There is nothing wrong with using your cellphone at dinner. - thekevan
https://medium.com/the-entrepreneurs-journey/defd9264bf14

======
serf
I wholeheartedly disagree.

This isn't why I disagree with the article, but I think the example of a
newspaper is a poor one.

Newspapers are a one-way information exchange. People take information from a
newspaper and traditionally use this information as 'conversational currency'
with other people within their peer groups, or such as in the picture used in
the example, locality.

"They say it'll rain all through the week." "How about them Yankees?'", "I
can't believe our court systems let _him_ get away with _that_!"

A mobile device is different, as it is a means of two way communication. We
can take in the information from this method, but we can also spread this
information, or "spend our conversational credits" with the device as well,
with other people linked to us by their similar devices.
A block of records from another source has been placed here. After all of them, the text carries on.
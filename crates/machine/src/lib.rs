//! Encrypted stored-program computer.
//!
//! Program counter, accumulator, flags and memory stay encrypted for the whole
//! run. Each cycle evaluates the complete fetch, decode, memory, execute and
//! writeback network over ciphertexts, choosing results with encrypted
//! selectors instead of branching, so nothing about the program's control flow
//! or data is revealed by what the machine computes.
//!
//! ```no_run
//! use encvm_gates::CleartextContext;
//! use encvm_isa::{Geometry, ProgramImage};
//! use encvm_machine::{EncryptedImage, MachineConfig};
//!
//! let ctx = CleartextContext::new();
//! let image = ProgramImage::from_words([0x0305u16, 0x0F0A]);
//! let geometry = Geometry::default();
//! let encrypted = EncryptedImage::encrypt(&ctx, &image, geometry).unwrap();
//! let dump = encvm_machine::run(&ctx, MachineConfig::new(geometry), encrypted, 2).unwrap();
//! assert_eq!(dump.decrypt(&ctx).memory[10], 5);
//! ```

pub mod alu;
pub mod control;
pub mod error;
pub mod machine;
pub mod memory;

pub use control::Registers;
pub use error::LoadError;
pub use machine::{DecryptedDump, EncryptedImage, Machine, MachineConfig, MachineDump, run};
pub use memory::ObliviousMemory;
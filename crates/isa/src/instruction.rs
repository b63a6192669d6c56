//! Opcode table and instruction encoding.

use std::fmt;

use crate::{MODE_BIT, OPCODE_SHIFT};

/// The fifteen operations of the machine, by opcode nibble.
///
/// Nibble `0` is unassigned.
#[derive(Debug, Clone, Copy, PartialEq, Eq, Hash, PartialOrd, Ord)]
#[repr(u8)]
pub enum Opcode {
    /// Flags from `AC.lo - B`.
    Cmp = 1,
    /// Branch to `EA` if minus.
    Bmi = 2,
    /// Load the immediate operand into `AC.lo`.
    La = 3,
    /// Branch to `EA`.
    Jmp = 4,
    /// Branch to `EA` if zero.
    Beq = 5,
    /// `AC.lo |= B`
    Or = 6,
    /// `AC.lo &= B`
    And = 7,
    /// `AC.lo ^= B`
    Xor = 8,
    /// Set carry.
    Sec = 9,
    /// Clear carry.
    Clc = 10,
    /// `AC.lo + B + carry`, carry out into carry.
    Add = 11,
    /// Rotate `AC.lo` right through carry.
    Ror = 12,
    /// Rotate `AC.lo` left through carry.
    Rol = 13,
    /// `AC.lo = mem[EA].lo`
    Load = 14,
    /// `mem[EA] = AC`
    Store = 15,
}

/// How an instruction prints its operand.
#[derive(Debug, Clone, Copy, PartialEq, Eq)]
enum OperandKind {
    None,
    Immediate,
    Address,
}

impl Opcode {
    /// Every opcode, in nibble order.
    pub const ALL: [Opcode; 15] = [
        Opcode::Cmp,
        Opcode::Bmi,
        Opcode::La,
        Opcode::Jmp,
        Opcode::Beq,
        Opcode::Or,
        Opcode::And,
        Opcode::Xor,
        Opcode::Sec,
        Opcode::Clc,
        Opcode::Add,
        Opcode::Ror,
        Opcode::Rol,
        Opcode::Load,
        Opcode::Store,
    ];

    /// Returns the opcode nibble.
    pub fn nibble(self) -> u8 {
        self as u8
    }

    /// Looks up the opcode for a nibble. Only the low four bits are used;
    /// `0` has no opcode.
    pub fn from_nibble(nibble: u8) -> Option<Self> {
        match nibble & 0xF {
            0 => None,
            n => Some(Self::ALL[usize::from(n) - 1]),
        }
    }

    /// Looks up an opcode by its assembler mnemonic.
    pub fn from_mnemonic(mnemonic: &str) -> Option<Self> {
        Self::ALL.into_iter().find(|op| op.mnemonic() == mnemonic)
    }

    /// Assembler mnemonic.
    pub fn mnemonic(self) -> &'static str {
        match self {
            Opcode::Cmp => "cmp",
            Opcode::Bmi => "bmi",
            Opcode::La => "la",
            Opcode::Jmp => "jmp",
            Opcode::Beq => "beq",
            Opcode::Or => "or",
            Opcode::And => "and",
            Opcode::Xor => "xor",
            Opcode::Sec => "sec",
            Opcode::Clc => "clc",
            Opcode::Add => "add",
            Opcode::Ror => "ror",
            Opcode::Rol => "rol",
            Opcode::Load => "load",
            Opcode::Store => "store",
        }
    }

    fn operand_kind(self) -> OperandKind {
        match self {
            Opcode::Sec | Opcode::Clc | Opcode::Ror | Opcode::Rol => OperandKind::None,
            Opcode::Cmp | Opcode::La | Opcode::Or | Opcode::And | Opcode::Xor | Opcode::Add => {
                OperandKind::Immediate
            }
            Opcode::Bmi | Opcode::Jmp | Opcode::Beq | Opcode::Load | Opcode::Store => {
                OperandKind::Address
            }
        }
    }
}

impl fmt::Display for Opcode {
    fn fmt(&self, f: &mut fmt::Formatter<'_>) -> fmt::Result {
        f.write_str(self.mnemonic())
    }
}

/// A decoded instruction word.
///
/// Layout, LSB = bit 0: operand in bits 0..8, opcode nibble in bits 8..12,
/// addressing mode in bit 12. Bits 13..16 are ignored.
///
/// In direct mode the effective address is the low address bits of the
/// operand and ALU operations use the operand as an immediate. In indirect
/// mode the effective address comes from the accumulator and ALU operations
/// use the low byte of the word stored there. `la` always loads the operand.
#[derive(Debug, Clone, Copy, PartialEq, Eq)]
pub struct Instruction {
    /// Opcode nibble, `0..16`.
    pub nibble: u8,
    /// Addressing mode: `false` = immediate/direct, `true` = via accumulator.
    pub indirect: bool,
    /// Operand byte.
    pub operand: u8,
}

impl Instruction {
    /// Direct-mode instruction.
    pub fn new(opcode: Opcode, operand: u8) -> Self {
        Self {
            nibble: opcode.nibble(),
            indirect: false,
            operand,
        }
    }

    /// Indirect-mode instruction addressing through the accumulator.
    pub fn indirect(opcode: Opcode) -> Self {
        Self {
            nibble: opcode.nibble(),
            indirect: true,
            operand: 0,
        }
    }

    /// Operand-less instruction.
    pub fn implied(opcode: Opcode) -> Self {
        Self::new(opcode, 0)
    }

    /// Splits a 16-bit word into its fields.
    pub fn decode(word: u16) -> Self {
        Self {
            nibble: ((word >> OPCODE_SHIFT) & 0xF) as u8,
            indirect: (word >> MODE_BIT) & 1 == 1,
            operand: (word & 0xFF) as u8,
        }
    }

    /// Packs the fields into a 16-bit word.
    pub fn encode(&self) -> u16 {
        (u16::from(self.indirect) << MODE_BIT)
            | (u16::from(self.nibble & 0xF) << OPCODE_SHIFT)
            | u16::from(self.operand)
    }

    /// Opcode, or `None` for the unassigned nibble.
    pub fn opcode(&self) -> Option<Opcode> {
        Opcode::from_nibble(self.nibble)
    }
}

impl From<Instruction> for u16 {
    fn from(instruction: Instruction) -> Self {
        instruction.encode()
    }
}

impl fmt::Display for Instruction {
    fn fmt(&self, f: &mut fmt::Formatter<'_>) -> fmt::Result {
        let Some(opcode) = self.opcode() else {
            return write!(f, "illegal");
        };

        match opcode.operand_kind() {
            OperandKind::None => write!(f, "{opcode}"),
            OperandKind::Immediate if opcode == Opcode::La => {
                write!(f, "{opcode} #{}", self.operand)
            }
            _ if self.indirect => write!(f, "{opcode} [ac]"),
            OperandKind::Immediate => write!(f, "{opcode} #{}", self.operand),
            OperandKind::Address => write!(f, "{opcode} @{}", self.operand),
        }
    }
}

#[cfg(test)]
mod tests {
    use super::*;

    #[test]
    fn test_nibbles_round_trip() {
        assert_eq!(Opcode::from_nibble(0), None);
        for (i, op) in Opcode::ALL.into_iter().enumerate() {
            assert_eq!(usize::from(op.nibble()), i + 1);
            assert_eq!(Opcode::from_nibble(op.nibble()), Some(op));
            assert_eq!(Opcode::from_mnemonic(op.mnemonic()), Some(op));
        }
        assert_eq!(Opcode::Store.nibble(), 15);
        assert_eq!(Opcode::La.nibble(), 3);
    }

    #[test]
    fn test_encoding() {
        assert_eq!(Instruction::new(Opcode::La, 5).encode(), 0x0305);
        assert_eq!(Instruction::new(Opcode::Store, 10).encode(), 0x0F0A);
        assert_eq!(Instruction::indirect(Opcode::Load).encode(), 0x1E00);

        let decoded = Instruction::decode(0xFF42);
        assert_eq!(decoded.opcode(), Some(Opcode::Store));
        assert!(decoded.indirect);
        assert_eq!(decoded.operand, 0x42);
        // Bits 13..16 do not survive decoding.
        assert_eq!(decoded.encode(), 0x1F42);
    }

    #[test]
    fn test_disassembly() {
        assert_eq!(Instruction::new(Opcode::La, 5).to_string(), "la #5");
        assert_eq!(Instruction::new(Opcode::Store, 10).to_string(), "store @10");
        assert_eq!(Instruction::new(Opcode::Add, 3).to_string(), "add #3");
        assert_eq!(Instruction::indirect(Opcode::Add).to_string(), "add [ac]");
        assert_eq!(Instruction::implied(Opcode::Rol).to_string(), "rol");
        assert_eq!(Instruction::decode(0x0007).to_string(), "illegal");
    }
}
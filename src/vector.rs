//! # Vector2D
//!
//! Plane vector used for positions, velocities and forces alike.
//! Arithmetic is provided through the standard operator traits so the
//! force and integration code reads like the equations it implements.

use serde::{Deserialize, Serialize};
use std::ops::{Add, AddAssign, Mul, Neg, Sub};

#[derive(Debug, Clone, Copy, PartialEq, Default, Serialize, Deserialize)]
#[serde(from = "[f64; 2]", into = "[f64; 2]")]
pub struct Vector2D {
    pub x: f64,
    pub y: f64,
}

impl Vector2D {
    pub const ZERO: Vector2D = Vector2D { x: 0.0, y: 0.0 };

    pub fn new(x: f64, y: f64) -> Self {
        Vector2D { x, y }
    }

    pub fn magnitude(&self) -> f64 {
        (self.x * self.x + self.y * self.y).sqrt()
    }

    pub fn magnitude_squared(&self) -> f64 {
        self.dot(self)
    }

    /// Unit vector in the same direction.
    ///
    /// The zero vector has no direction; it maps to the zero vector so that a
    /// degenerate input yields a zero force instead of NaN propagating through
    /// the integrator.
    pub fn normalize(&self) -> Vector2D {
        let mag = self.magnitude();
        if mag > 0.0 {
            Vector2D {
                x: self.x / mag,
                y: self.y / mag,
            }
        } else {
            Vector2D::ZERO
        }
    }

    pub fn dot(&self, other: &Vector2D) -> f64 {
        self.x * other.x + self.y * other.y
    }

    /// z component of the 3D cross product
    pub fn cross(&self, other: &Vector2D) -> f64 {
        self.x * other.y - self.y * other.x
    }

    /// Counter-clockwise perpendicular (left of the vector)
    pub fn perpendicular(&self) -> Vector2D {
        Vector2D {
            x: -self.y,
            y: self.x,
        }
    }

    pub fn distance(&self, other: &Vector2D) -> f64 {
        (*self - *other).magnitude()
    }

    /// Rescales to `max` when longer than `max`, keeping the direction.
    pub fn clamp_magnitude(&self, max: f64) -> Vector2D {
        let mag = self.magnitude();
        if mag > max {
            *self * (max / mag)
        } else {
            *self
        }
    }
}

impl From<[f64; 2]> for Vector2D {
    fn from(v: [f64; 2]) -> Self {
        Vector2D::new(v[0], v[1])
    }
}

impl From<Vector2D> for [f64; 2] {
    fn from(v: Vector2D) -> Self {
        [v.x, v.y]
    }
}

impl Add for Vector2D {
    type Output = Vector2D;

    fn add(self, other: Vector2D) -> Vector2D {
        Vector2D {
            x: self.x + other.x,
            y: self.y + other.y,
        }
    }
}

impl AddAssign for Vector2D {
    fn add_assign(&mut self, other: Vector2D) {
        self.x += other.x;
        self.y += other.y;
    }
}

impl Sub for Vector2D {
    type Output = Vector2D;

    fn sub(self, other: Vector2D) -> Vector2D {
        Vector2D {
            x: self.x - other.x,
            y: self.y - other.y,
        }
    }
}

impl Mul<f64> for Vector2D {
    type Output = Vector2D;

    fn mul(self, scalar: f64) -> Vector2D {
        Vector2D {
            x: self.x * scalar,
            y: self.y * scalar,
        }
    }
}

impl Neg for Vector2D {
    type Output = Vector2D;

    fn neg(self) -> Vector2D {
        Vector2D {
            x: -self.x,
            y: -self.y,
        }
    }
}
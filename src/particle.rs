//! # Particles
//!
//! A [`Particle`] is either the navigating agent (id 0) or a passive obstacle.
//! Physical properties are fixed at construction; only `position` and
//! `velocity` change while a simulation runs.
//!
//! Collision prediction treats both particles as moving in straight lines:
//! the agent with the velocity it *wants* to have this step, the other with
//! its current velocity. The time at which the gap between the two paths
//! equals the agent's comfort radius plus the other particle's radius is the
//! smallest root of
//!
//! ```text
//! |v|^2 t^2 - 2 (v . d) t + |d|^2 - R^2 = 0
//! ```
//!
//! with `v` the relative velocity and `d` the relative displacement.

use crate::vector::Vector2D;

/// Id reserved for the navigating agent
pub const MAIN_PARTICLE_ID: usize = 0;

const EPSILON: f64 = 1e-12;

#[derive(Debug, Clone)]
pub struct Particle {
    pub id: usize,
    pub radius: f64,
    pub mass: f64,
    /// Buffer this particle wants others to keep from it
    pub comfort_radius: f64,
    pub max_speed: f64,
    pub preferred_speed: f64,
    /// Time needed to relax toward the preferred speed
    pub relaxation_time: f64,
    /// Predicted collisions further away than this are ignored
    pub anticipation_time: f64,
    pub position: Vector2D,
    pub velocity: Vector2D,
}

impl Particle {
    /// A particle at rest at the origin with no navigation parameters.
    pub fn new(id: usize, radius: f64, mass: f64, comfort_radius: f64) -> Self {
        Particle {
            id,
            radius,
            mass,
            comfort_radius,
            max_speed: 0.0,
            preferred_speed: 0.0,
            relaxation_time: 1.0,
            anticipation_time: 0.0,
            position: Vector2D::ZERO,
            velocity: Vector2D::ZERO,
        }
    }

    pub fn with_navigation(
        mut self,
        max_speed: f64,
        preferred_speed: f64,
        relaxation_time: f64,
        anticipation_time: f64,
    ) -> Self {
        self.max_speed = max_speed;
        self.preferred_speed = preferred_speed;
        self.relaxation_time = relaxation_time;
        self.anticipation_time = anticipation_time;
        self
    }

    pub fn with_state(mut self, position: Vector2D, velocity: Vector2D) -> Self {
        self.position = position;
        self.velocity = velocity;
        self
    }

    pub fn is_main(&self) -> bool {
        self.id == MAIN_PARTICLE_ID
    }

    pub fn distance_to(&self, other: &Particle) -> f64 {
        self.position.distance(&other.position)
    }

    /// Relaxation toward moving at the preferred speed straight at `goal`.
    pub fn goal_force(&self, goal: Vector2D) -> Vector2D {
        let heading = (goal - self.position).normalize();
        (heading * self.preferred_speed - self.velocity) * (1.0 / self.relaxation_time)
    }

    pub fn update_velocity(&mut self, force: Vector2D, dt: f64) {
        self.velocity += force * dt;
    }

    pub fn update_position(&mut self, dt: f64) {
        self.position += self.velocity * dt;
    }

    /// Caps the speed at `max_speed`, keeping the heading.
    pub fn clamp_speed(&mut self) {
        self.velocity = self.velocity.clamp_magnitude(self.max_speed);
    }

    pub fn personal_space_invaded_by(&self, other: &Particle) -> bool {
        self.distance_to(other) <= self.comfort_radius + other.radius
    }

    /// Time until `other` enters this particle's comfort zone, if that happens
    /// within `anticipation_time`.
    ///
    /// `desired_velocity` stands in for this particle's velocity; the other
    /// particle keeps its current one. A collision already in progress reports
    /// `Some(0.0)`.
    pub fn collision_is_near(
        &self,
        desired_velocity: Vector2D,
        other: &Particle,
        anticipation_time: f64,
    ) -> Option<f64> {
        let v = desired_velocity - other.velocity;
        let d = other.position - self.position;
        let combined_radius = self.comfort_radius + other.radius;

        let a = v.magnitude_squared();
        let b = -2.0 * v.dot(&d);
        let c = d.magnitude_squared() - combined_radius * combined_radius;

        time_to_collision(a, b, c, anticipation_time)
    }
}

impl PartialEq for Particle {
    fn eq(&self, other: &Self) -> bool {
        self.id == other.id
    }
}

impl Eq for Particle {}

/// Smallest non-negative root of `a t^2 + b t + c = 0` within `horizon`.
///
/// - no real roots, a double root, or both roots negative: `None`
/// - roots on both sides of zero (already overlapping): `Some(0.0)`
/// - otherwise the smaller root, if it is not beyond `horizon`
///
/// Without relative motion (`a == 0`) the gap never changes, so nothing is
/// predicted.
pub fn time_to_collision(a: f64, b: f64, c: f64, horizon: f64) -> Option<f64> {
    if a <= EPSILON {
        return None;
    }

    let discriminant = b * b - 4.0 * a * c;
    if discriminant < 0.0 {
        return None;
    }

    let root = discriminant.sqrt();
    let t1 = (-b + root) / (2.0 * a);
    let t2 = (-b - root) / (2.0 * a);
    let (near, far) = if t1 < t2 { (t1, t2) } else { (t2, t1) };

    if near == far || far < 0.0 {
        None
    } else if near < 0.0 {
        Some(0.0)
    } else {
        (near <= horizon).then_some(near)
    }
}

#[cfg(test)]
mod tests {
    use super::*;
    use approx::assert_relative_eq;
    use proptest::prelude::*;

    fn agent_at(x: f64, y: f64) -> Particle {
        Particle::new(MAIN_PARTICLE_ID, 0.25, 70.0, 0.5)
            .with_navigation(2.0, 1.3, 0.5, 2.0)
            .with_state(Vector2D::new(x, y), Vector2D::ZERO)
    }

    fn obstacle_at(id: usize, x: f64, y: f64, vx: f64, vy: f64) -> Particle {
        Particle::new(id, 0.25, 70.0, 0.5).with_state(Vector2D::new(x, y), Vector2D::new(vx, vy))
    }

    #[test]
    fn test_distance_to() {
        let a = agent_at(0.0, 0.0);
        let b = obstacle_at(1, 3.0, 4.0, 0.0, 0.0);
        assert_eq!(a.distance_to(&b), 5.0);
    }

    #[test]
    fn test_goal_force_from_rest() {
        let a = agent_at(0.0, 0.0);
        let f = a.goal_force(Vector2D::new(10.0, 0.0));
        // (1.3 * x_hat - 0) / 0.5
        assert_relative_eq!(f.x, 2.6, epsilon = 1e-12);
        assert_relative_eq!(f.y, 0.0, epsilon = 1e-12);
    }

    #[test]
    fn test_goal_force_vanishes_at_preferred_velocity() {
        let mut a = agent_at(0.0, 0.0);
        a.velocity = Vector2D::new(0.0, 1.3);
        let f = a.goal_force(Vector2D::new(0.0, 5.0));
        assert_relative_eq!(f.magnitude(), 0.0, epsilon = 1e-12);
    }

    #[test]
    fn test_euler_updates() {
        let mut a = agent_at(1.0, 1.0);
        a.update_velocity(Vector2D::new(2.0, 0.0), 0.5);
        assert_eq!(a.velocity, Vector2D::new(1.0, 0.0));
        a.update_position(0.5);
        assert_eq!(a.position, Vector2D::new(1.5, 1.0));
    }

    #[test]
    fn test_clamp_speed() {
        let mut a = agent_at(0.0, 0.0);
        a.velocity = Vector2D::new(3.0, 4.0);
        a.clamp_speed();
        assert_relative_eq!(a.velocity.magnitude(), 2.0, epsilon = 1e-12);
        assert_relative_eq!(a.velocity.x, 1.2, epsilon = 1e-12);
    }

    #[test]
    fn test_identity_by_id() {
        let a = obstacle_at(3, 0.0, 0.0, 0.0, 0.0);
        let b = obstacle_at(3, 9.0, 9.0, 1.0, 1.0);
        let c = obstacle_at(4, 0.0, 0.0, 0.0, 0.0);
        assert_eq!(a, b);
        assert_ne!(a, c);
    }

    #[test]
    fn test_personal_space() {
        let a = agent_at(0.0, 0.0);
        assert!(a.personal_space_invaded_by(&obstacle_at(1, 0.7, 0.0, 0.0, 0.0)));
        assert!(!a.personal_space_invaded_by(&obstacle_at(1, 0.8, 0.0, 0.0, 0.0)));
    }

    #[test]
    fn test_head_on_collision_time() {
        let a = agent_at(0.0, 0.0);
        let b = obstacle_at(1, 5.0, 0.0, 0.0, 0.0);
        // gap closes from 5.0 to 0.75 at unit speed
        let t = a.collision_is_near(Vector2D::new(1.0, 0.0), &b, 10.0);
        assert_relative_eq!(t.unwrap(), 4.25, epsilon = 1e-9);
    }

    #[test]
    fn test_collision_beyond_horizon_is_ignored() {
        let a = agent_at(0.0, 0.0);
        let b = obstacle_at(1, 5.0, 0.0, 0.0, 0.0);
        assert!(a.collision_is_near(Vector2D::new(1.0, 0.0), &b, 4.0).is_none());
    }

    #[test]
    fn test_moving_apart_is_no_collision() {
        let a = agent_at(0.0, 0.0);
        let b = obstacle_at(1, 5.0, 0.0, 0.0, 0.0);
        assert!(a.collision_is_near(Vector2D::new(-1.0, 0.0), &b, 100.0).is_none());
    }

    #[test]
    fn test_missing_paths_is_no_collision() {
        let a = agent_at(0.0, 0.0);
        let b = obstacle_at(1, 5.0, 2.0, 0.0, 0.0);
        assert!(a.collision_is_near(Vector2D::new(1.0, 0.0), &b, 100.0).is_none());
    }

    #[test]
    fn test_overlap_is_imminent() {
        let a = agent_at(0.0, 0.0);
        let b = obstacle_at(1, 0.5, 0.0, 0.0, 0.0);
        assert_eq!(a.collision_is_near(Vector2D::new(1.0, 0.0), &b, 1.0), Some(0.0));
    }

    #[test]
    fn test_no_relative_motion_is_no_collision() {
        let a = agent_at(0.0, 0.0);
        let b = obstacle_at(1, 3.0, 0.0, 1.0, 0.0);
        assert!(a.collision_is_near(Vector2D::new(1.0, 0.0), &b, 100.0).is_none());
    }

    #[test]
    fn test_discriminant_exactly_zero_is_no_collision() {
        // (t - 2)^2 = t^2 - 4t + 4
        assert!(time_to_collision(1.0, -4.0, 4.0, 10.0).is_none());
    }

    #[test]
    fn test_tangent_paths_are_no_collision() {
        let a = agent_at(0.0, 0.0);
        // offset by exactly comfort radius + radius: the paths graze
        let b = obstacle_at(1, 4.0, 0.75, 0.0, 0.0);
        assert!(a.collision_is_near(Vector2D::new(1.0, 0.0), &b, 100.0).is_none());
    }

    #[test]
    fn test_both_roots_negative_is_no_collision() {
        // roots at -1 and -3
        assert!(time_to_collision(1.0, 4.0, 3.0, 10.0).is_none());
    }

    #[test]
    fn test_roots_straddling_zero_report_zero() {
        // roots at -1 and 2
        assert_eq!(time_to_collision(1.0, -1.0, -2.0, 10.0), Some(0.0));
    }

    #[test]
    fn test_root_at_zero_is_never_negative() {
        // roots at -2 and 0
        assert_eq!(time_to_collision(1.0, 2.0, 0.0, 10.0), Some(0.0));
    }

    #[test]
    fn test_horizon_is_inclusive() {
        // roots at 1 and 3
        assert_eq!(time_to_collision(1.0, -4.0, 3.0, 1.0), Some(1.0));
        assert!(time_to_collision(1.0, -4.0, 3.0, 0.99).is_none());
    }

    proptest! {
        #[test]
        fn prop_speed_never_exceeds_max(
            vx in -5.0f64..5.0, vy in -5.0f64..5.0,
            fx in -100.0f64..100.0, fy in -100.0f64..100.0,
            dt in 0.001f64..0.1,
        ) {
            let mut a = agent_at(0.0, 0.0);
            a.velocity = Vector2D::new(vx, vy).clamp_magnitude(a.max_speed);
            a.update_velocity(Vector2D::new(fx, fy), dt);
            a.clamp_speed();
            prop_assert!(a.velocity.magnitude() <= a.max_speed + 1e-9);
        }

        #[test]
        fn prop_collision_prediction_agrees_when_roles_swap(
            x in -5.0f64..5.0, y in -5.0f64..5.0,
            v1x in -2.0f64..2.0, v1y in -2.0f64..2.0,
            v2x in -2.0f64..2.0, v2y in -2.0f64..2.0,
        ) {
            // equal comfort and body radii make R the same from both sides
            let first = Particle::new(0, 0.5, 1.0, 0.5)
                .with_state(Vector2D::ZERO, Vector2D::new(v1x, v1y));
            let second = Particle::new(1, 0.5, 1.0, 0.5)
                .with_state(Vector2D::new(x, y), Vector2D::new(v2x, v2y));

            let forward = first.collision_is_near(first.velocity, &second, 3.0);
            let backward = second.collision_is_near(second.velocity, &first, 3.0);
            prop_assert_eq!(forward.is_some(), backward.is_some());
            if let (Some(t1), Some(t2)) = (forward, backward) {
                prop_assert!((t1 - t2).abs() < 1e-9);
            }
        }
    }
}
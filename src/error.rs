//! Error types.
//!
//! - [`ConfigError`]: a scenario that must not be simulated
//! - [`ParseError`]: a legacy input or trajectory file that cannot be read
//! - [`SimulationError`]: a run that ended without reaching the goal

use thiserror::Error;

use crate::engine::Sample;

#[derive(Debug, Error, PartialEq)]
pub enum ConfigError {
    #[error("{name} must be positive, got {value}")]
    NonPositive { name: &'static str, value: f64 },
    #[error("{name} must not be negative, got {value}")]
    Negative { name: &'static str, value: f64 },
    #[error("sampling step dt2 ({dt2}) must not be smaller than the integration step dt ({dt})")]
    SamplingStep { dt: f64, dt2: f64 },
    #[error("thresholds must satisfy D_MIN < D_MID < D_MAX, got {d_min} / {d_mid} / {d_max}")]
    Thresholds { d_min: f64, d_mid: f64, d_max: f64 },
    #[error("blend weights must be non-empty, non-negative and sum to 1, got {0:?}")]
    Weights(Vec<f64>),
    #[error("particle {id} at ({x}, {y}) lies outside the {width}x{height} arena")]
    OutsideArena { id: usize, x: f64, y: f64, width: f64, height: f64 },
    #[error("no particle with id 0 to act as the agent")]
    MissingAgent,
    #[error("particle id {0} is used more than once")]
    DuplicateId(usize),
    #[error("could not place {requested} obstacles, only {placed} fit")]
    Crowded { requested: usize, placed: usize },
}

#[derive(Debug, Error)]
pub enum ParseError {
    #[error("failed to read input: {0}")]
    Io(#[from] std::io::Error),
    #[error("line {line}: invalid number {token:?}")]
    Number { line: usize, token: String },
    #[error("{file} file is missing {what}")]
    Missing { file: &'static str, what: &'static str },
    #[error("static file describes {expected} particles but dynamic file has {found}")]
    ParticleCount { expected: usize, found: usize },
    #[error("line {line}: expected 4 values per particle, got {found}")]
    Record { line: usize, found: usize },
}

#[derive(Debug, Error)]
pub enum SimulationError {
    /// The agent did not reach the goal in time. The trajectory up to that
    /// point is kept for inspection.
    #[error("goal not reached within the time limit ({elapsed:.2} time units elapsed)")]
    TimeLimitExceeded { elapsed: f64, samples: Vec<Sample> },
}

impl SimulationError {
    pub fn samples(&self) -> &[Sample] {
        match self {
            SimulationError::TimeLimitExceeded { samples, .. } => samples,
        }
    }
}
A person on a device is commonly networking with a very large group of other
people, and the information exchange is nearly never one way. Humans like to
receive feedback on information they receive. This gives us a wider
perspective that is further detached from ourselves, and is generally more
well-rounded in regards to the opinions the rest of the world shares.

People now use devices like this, to gain a larger amount of opinions so to
form their own views. As humans, that feedback loop with other humans is
necessary.

The problem : It has not been sufficiently shown to me that we are capable of
honoring both information sources very well at once. Most people who I have
spoken with who are busy (different than idling on) on their mobile devices
have a level of disconnect between myself and themselves that I have never
experienced with someone who was simply reading a newspaper or watching a
television.

I believe that this level of disconnect that I have experienced in an
anecdotal fashion may be related to the cognitive overhead being higher for
two way communications methods compared to information-receiving systems.

I don't believe technology is ruining us..

but, I wouldn't care to have dinner with someone who'd rather be spending time
on a device that'll be there once the food is gone.

It's more a human respect thing. I don't _need_ to believe that technology is
ruining us to be irked by the fact that someone can't be bothered to turn
their attention to those around them for forty five minutes out of the day
when those people are doing the same for them.